In the past few months our vines have shown strong second year development. We've had to make very important decisions about how to maintain weed control and how to manage vineyard pests and diseases.
Budburst came in early April closely followed by a ferocious attack by slugs and snails. Clearly, green shoots at this time of the year protected by vine tubes and the warm climate inside make for easy pickings for the mollusc population. We dealt with this threat to our young vines using ferric phosphate slug pellets marketed as Sluxx and beer traps. The Sluxx worked well and is an eco-friendly alternative to conventional slug pellets made of metaldehyde known to be harmful to wildlife.
Weed control we have managed using conventional herbicides: Round-up and Harvest. Applications have been kept to a minimum and have been supplemented with hand weed control and strimming. In years to come when the vines are established we may move to mechanical methods of weed control or under vine cover cropping.
Our philosophy has developed such that we are following conventional viticultural practices but using pesticides sparingly. Although we are attracted to organic practices, there are pros and cons and organic vine spraying of copper based products involves more spraying and isn't free from risks. Our disease resistant varietals particularly Regent and Rondo (so-called PIWIs from their German name) are proving to us to be the answer to reducing the need to spray vines in the vineyard. Neither has shown any signs of either Downy or Powdery mildew.

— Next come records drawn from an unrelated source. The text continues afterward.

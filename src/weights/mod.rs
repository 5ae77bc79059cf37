use std::collections::{BTreeMap, BTreeSet};
use std::fs;
use std::path::{Path, PathBuf};
use std::sync::Arc;

use anyhow::{Context, Result, bail};
use chrono::Utc;
use parking_lot::RwLock;
use serde::{Deserialize, Serialize};
use tracing::{debug, info, warn};

use crate::util::{ensure_directory, utc_compact_string, write_atomic};

mod apply;
mod store;
mod types;


pub use apply::{ApplyOutcome, ApplyRequest};
pub use store::{ConfigStore, read_config, render_config};
pub use types::{
    AdjacencyPolicy, LimitPatch, LimitSpec, LimitsBlock, LimitsProvider, RESERVED_KEYS,
    RankingConfig, RerankSettings, WeightPatch, WeightVector, WeightsProvider,
};

use store::backup_artifact;
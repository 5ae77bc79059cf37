use std::fmt;

use anyhow::Result;
use serde::Serialize;

mod sqlite;
#[cfg(test)]
pub mod fake;
#[cfg(test)]
mod tests;

pub use sqlite::{IndexCounts, SqliteIndex};

/// Scoring channels, in the order the engine issues them.
#[derive(Debug, Clone, Copy, PartialEq, Eq, PartialOrd, Ord, Hash, Serialize)]
#[serde(rename_all = "snake_case")]
pub enum Channel {
    Path,
    Short,
    Title,
    Bm25,
    Vector,
}

impl Channel {
    pub const ALL: [Channel; 5] = [
        Channel::Path,
        Channel::Short,
        Channel::Title,
        Channel::Bm25,
        Channel::Vector,
    ];

    pub fn as_str(self) -> &'static str {
        match self {
            Self::Path => "path",
            Self::Short => "short",
            Self::Title => "title",
            Self::Bm25 => "bm25",
            Self::Vector => "vector",
        }
    }
}

impl fmt::Display for Channel {
    fn fmt(&self, f: &mut fmt::Formatter<'_>) -> fmt::Result {
        f.write_str(self.as_str())
    }
}

#[derive(Debug, Clone, Copy)]
pub struct ChannelLookup<'a> {
    pub channel: Channel,
    pub text: &'a str,
    pub vector: Option<&'a [f32]>,
    pub fname_regex: Option<&'a str>,
    pub limit: usize,
}

/// A row returned by one channel lookup. `score` is normalized to `[0, 1]`
/// within the lookup that produced it.
#[derive(Debug, Clone, PartialEq)]
pub struct IndexRow {
    pub file_path: String,
    pub chunk_id: Option<String>,
    pub chunk_index: Option<i64>,
    pub score: f64,
    pub snippet: Option<String>,
    pub modified_at: Option<i64>,
}

pub trait ChunkIndex: Sync {
    fn lookup(&self, lookup: &ChannelLookup<'_>) -> Result<Vec<IndexRow>>;
}
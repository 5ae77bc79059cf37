use std::collections::{BTreeMap, HashMap, HashSet};
use std::fs;
use std::path::{Path, PathBuf};
use std::sync::Arc;

use globset::{GlobBuilder, GlobMatcher};
use parking_lot::RwLock;
use serde::Deserialize;
use serde_json::Value;
use tracing::{info, warn};

use crate::model::RetrievalCandidate;
use crate::util::normalize_path_key;


static SHARED_REGISTRIES: RwLock<Option<HashMap<PathBuf, Arc<GoldRegistry>>>> =
    RwLock::new(None);

#[derive(Debug, Clone, Deserialize)]
struct GoldRecord {
    #[serde(alias = "id", alias = "qid")]
    case_id: String,
    #[serde(default, alias = "paths", alias = "gold_paths")]
    file_paths: Vec<String>,
    #[serde(default, alias = "patterns")]
    globs: Vec<String>,
}

#[derive(Debug, Clone)]
pub struct GoldRule {
    pub file_paths: HashSet<String>,
    pub globs: Vec<String>,
    matchers: Vec<GlobMatcher>,
}

impl PartialEq for GoldRule {
    fn eq(&self, other: &Self) -> bool {
        self.file_paths == other.file_paths && self.globs == other.globs
    }
}

impl GoldRule {
    fn new(case_id: &str, file_paths: &[String], globs: &[String]) -> Self {
        let mut rule = Self {
            file_paths: HashSet::new(),
            globs: Vec::new(),
            matchers: Vec::new(),
        };
        rule.extend(case_id, file_paths, globs);
        rule
    }

    fn extend(&mut self, case_id: &str, file_paths: &[String], globs: &[String]) {
        for path in file_paths {
            let normalized = normalize_path_key(path);
            if !normalized.is_empty() {
                self.file_paths.insert(normalized);
            }
        }

        for pattern in globs {
            let normalized = normalize_path_key(pattern);
            if normalized.is_empty() || self.globs.contains(&normalized) {
                continue;
            }
            match GlobBuilder::new(&normalized)
                .case_insensitive(true)
                .build()
            {
                Ok(glob) => {
                    self.matchers.push(glob.compile_matcher());
                    self.globs.push(normalized);
                }
                Err(err) => {
                    warn!(case_id = %case_id, pattern = %pattern, error = %err, "skipping invalid gold glob");
                }
            }
        }
    }

    pub fn matches(&self, path: &str) -> bool {
        let normalized = normalize_path_key(path);
        if normalized.is_empty() {
            return false;
        }
        if self.file_paths.contains(&normalized) {
            return true;
        }
        self.matchers
            .iter()
            .any(|matcher| matcher.is_match(&normalized))
    }
}

/// Anything that can be judged against a gold rule: fused candidates, or the
/// bare path lists older callers pass.
pub trait HitCandidate {
    fn candidate_path(&self) -> &str;
}

impl HitCandidate for RetrievalCandidate {
    fn candidate_path(&self) -> &str {
        &self.file_path
    }
}

impl HitCandidate for String {
    fn candidate_path(&self) -> &str {
        self
    }
}

impl HitCandidate for &str {
    fn candidate_path(&self) -> &str {
        self
    }
}

#[derive(Debug, Clone, Default, PartialEq)]
pub struct GoldRegistry {
    rules: BTreeMap<String, GoldRule>,
}

impl GoldRegistry {
    /// Reads a gold source. A missing or unreadable file yields an empty
    /// registry so a batch degrades to "no hits" instead of aborting.
    pub fn load(path: &Path) -> Self {
        match fs::read_to_string(path) {
            Ok(raw) => Self::parse(&raw),
            Err(err) => {
                warn!(path = %path.display(), error = %err, "gold source unreadable; using empty registry");
                Self::default()
            }
        }
    }

    /// Loads `primary`, or the legacy mapping at `legacy` when `primary` is absent.
    pub fn load_with_fallback(primary: &Path, legacy: Option<&Path>) -> Self {
        if primary.exists() {
            return Self::load(primary);
        }

        match legacy {
            Some(legacy) if legacy.exists() => match fs::read_to_string(legacy) {
                Ok(raw) => {
                    info!(path = %legacy.display(), "primary gold source missing; loading legacy mapping");
                    Self::parse_legacy(&raw)
                }
                Err(err) => {
                    warn!(path = %legacy.display(), error = %err, "legacy gold source unreadable; using empty registry");
                    Self::default()
                }
            },
            _ => {
                warn!(path = %primary.display(), "gold source missing; using empty registry");
                Self::default()
            }
        }
    }

    pub fn parse(raw: &str) -> Self {
        let mut registry = Self::default();
        let trimmed = raw.trim_start();
        if (trimmed.starts_with('[') || trimmed.starts_with('{'))
            && let Some(records) = parse_document(raw)
        {
            for record in records {
                registry.insert(record);
            }
            return registry;
        }

        for (line_no, line) in raw.lines().enumerate() {
            let line = line.trim();
            if line.is_empty() || line.starts_with('#') {
                continue;
            }
            match serde_json::from_str::<GoldRecord>(line) {
                Ok(record) => registry.insert(record),
                Err(err) => {
                    warn!(line = line_no + 1, error = %err, "skipping malformed gold record");
                }
            }
        }
        registry
    }

    /// Legacy shape: `{"case_id": ["path", "glob/*", ...]}`.
    pub fn parse_legacy(raw: &str) -> Self {
        let mut registry = Self::default();
        let mapping = match serde_json::from_str::<BTreeMap<String, Vec<String>>>(raw) {
            Ok(mapping) => mapping,
            Err(err) => {
                warn!(error = %err, "legacy gold mapping is malformed; using empty registry");
                return registry;
            }
        };

        for (case_id, entries) in mapping {
            let (globs, file_paths): (Vec<String>, Vec<String>) = entries
                .into_iter()
                .partition(|entry| entry.contains(['*', '?', '[']));
            registry.insert(GoldRecord {
                case_id,
                file_paths,
                globs,
            });
        }
        registry
    }

    fn insert(&mut self, record: GoldRecord) {
        let case_id = record.case_id.trim().to_string();
        if case_id.is_empty() {
            warn!("skipping gold record without case_id");
            return;
        }

        match self.rules.get_mut(&case_id) {
            Some(rule) => rule.extend(&case_id, &record.file_paths, &record.globs),
            None => {
                let rule = GoldRule::new(&case_id, &record.file_paths, &record.globs);
                self.rules.insert(case_id, rule);
            }
        }
    }

    pub fn rule(&self, case_id: &str) -> Option<&GoldRule> {
        self.rules.get(case_id)
    }

    pub fn len(&self) -> usize {
        self.rules.len()
    }

    pub fn is_empty(&self) -> bool {
        self.rules.is_empty()
    }

    pub fn is_hit<C: HitCandidate>(&self, case_id: &str, candidates: &[C]) -> bool {
        if candidates.is_empty() {
            return false;
        }
        let Some(rule) = self.rules.get(case_id) else {
            return false;
        };
        candidates
            .iter()
            .any(|candidate| rule.matches(candidate.candidate_path()))
    }
}

/// Whole-document forms: a JSON array of records, an object with a `cases`
/// array, or a single record object. Elements are decoded one at a time so a
/// malformed record is skipped instead of sinking the document. `None` when
/// `raw` is not a single JSON value.
fn parse_document(raw: &str) -> Option<Vec<GoldRecord>> {
    let document = serde_json::from_str::<Value>(raw).ok()?;
    let elements = match document {
        Value::Array(elements) => elements,
        Value::Object(mut object) => match object.remove("cases") {
            Some(Value::Array(elements)) => elements,
            Some(cases) => {
                object.insert("cases".to_string(), cases);
                vec![Value::Object(object)]
            }
            None => vec![Value::Object(object)],
        },
        _ => return None,
    };

    let records = elements
        .into_iter()
        .enumerate()
        .filter_map(|(position, element)| match serde_json::from_value::<GoldRecord>(element) {
            Ok(record) => Some(record),
            Err(err) => {
                warn!(record = position + 1, error = %err, "skipping malformed gold record");
                None
            }
        })
        .collect();
    Some(records)
}

/// Process-wide registry for `primary`, loaded on first use. Empty results
/// (missing sources) are not memoized.
pub fn shared(primary: &Path, legacy: Option<&Path>) -> Arc<GoldRegistry> {
    if let Some(registry) = SHARED_REGISTRIES
        .read()
        .as_ref()
        .and_then(|cache| cache.get(primary))
    {
        return Arc::clone(registry);
    }

    let mut guard = SHARED_REGISTRIES.write();
    let cache = guard.get_or_insert_with(HashMap::new);
    if let Some(registry) = cache.get(primary) {
        return Arc::clone(registry);
    }

    let registry = Arc::new(GoldRegistry::load_with_fallback(primary, legacy));
    if !registry.is_empty() {
        info!(path = %primary.display(), cases = registry.len(), "gold registry loaded");
        cache.insert(primary.to_path_buf(), Arc::clone(&registry));
    }
    registry
}

/// Drops the memoized registry for `primary` and loads it again.
pub fn refresh(primary: &Path, legacy: Option<&Path>) -> Arc<GoldRegistry> {
    if let Some(cache) = SHARED_REGISTRIES.write().as_mut() {
        cache.remove(primary);
    }
    shared(primary, legacy)
}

Wind damage and its impact on tender growing shoots is something we have had to keep an eye on particularly when there are hungry rabbits around with an appetite for vine shoots and leaves. It's been an unusually windy year too. For many weeks we've kept the vines tied-up and tucked in to keep them safe growing upright contained by the foliage wires on the trellising. Some vines have been growing very tall indeed in which case they've needed to be topped, an unexpectedly nice job to do at this stage.
The vineyard is looking fabulous in it's second year thanks to hard work and good management.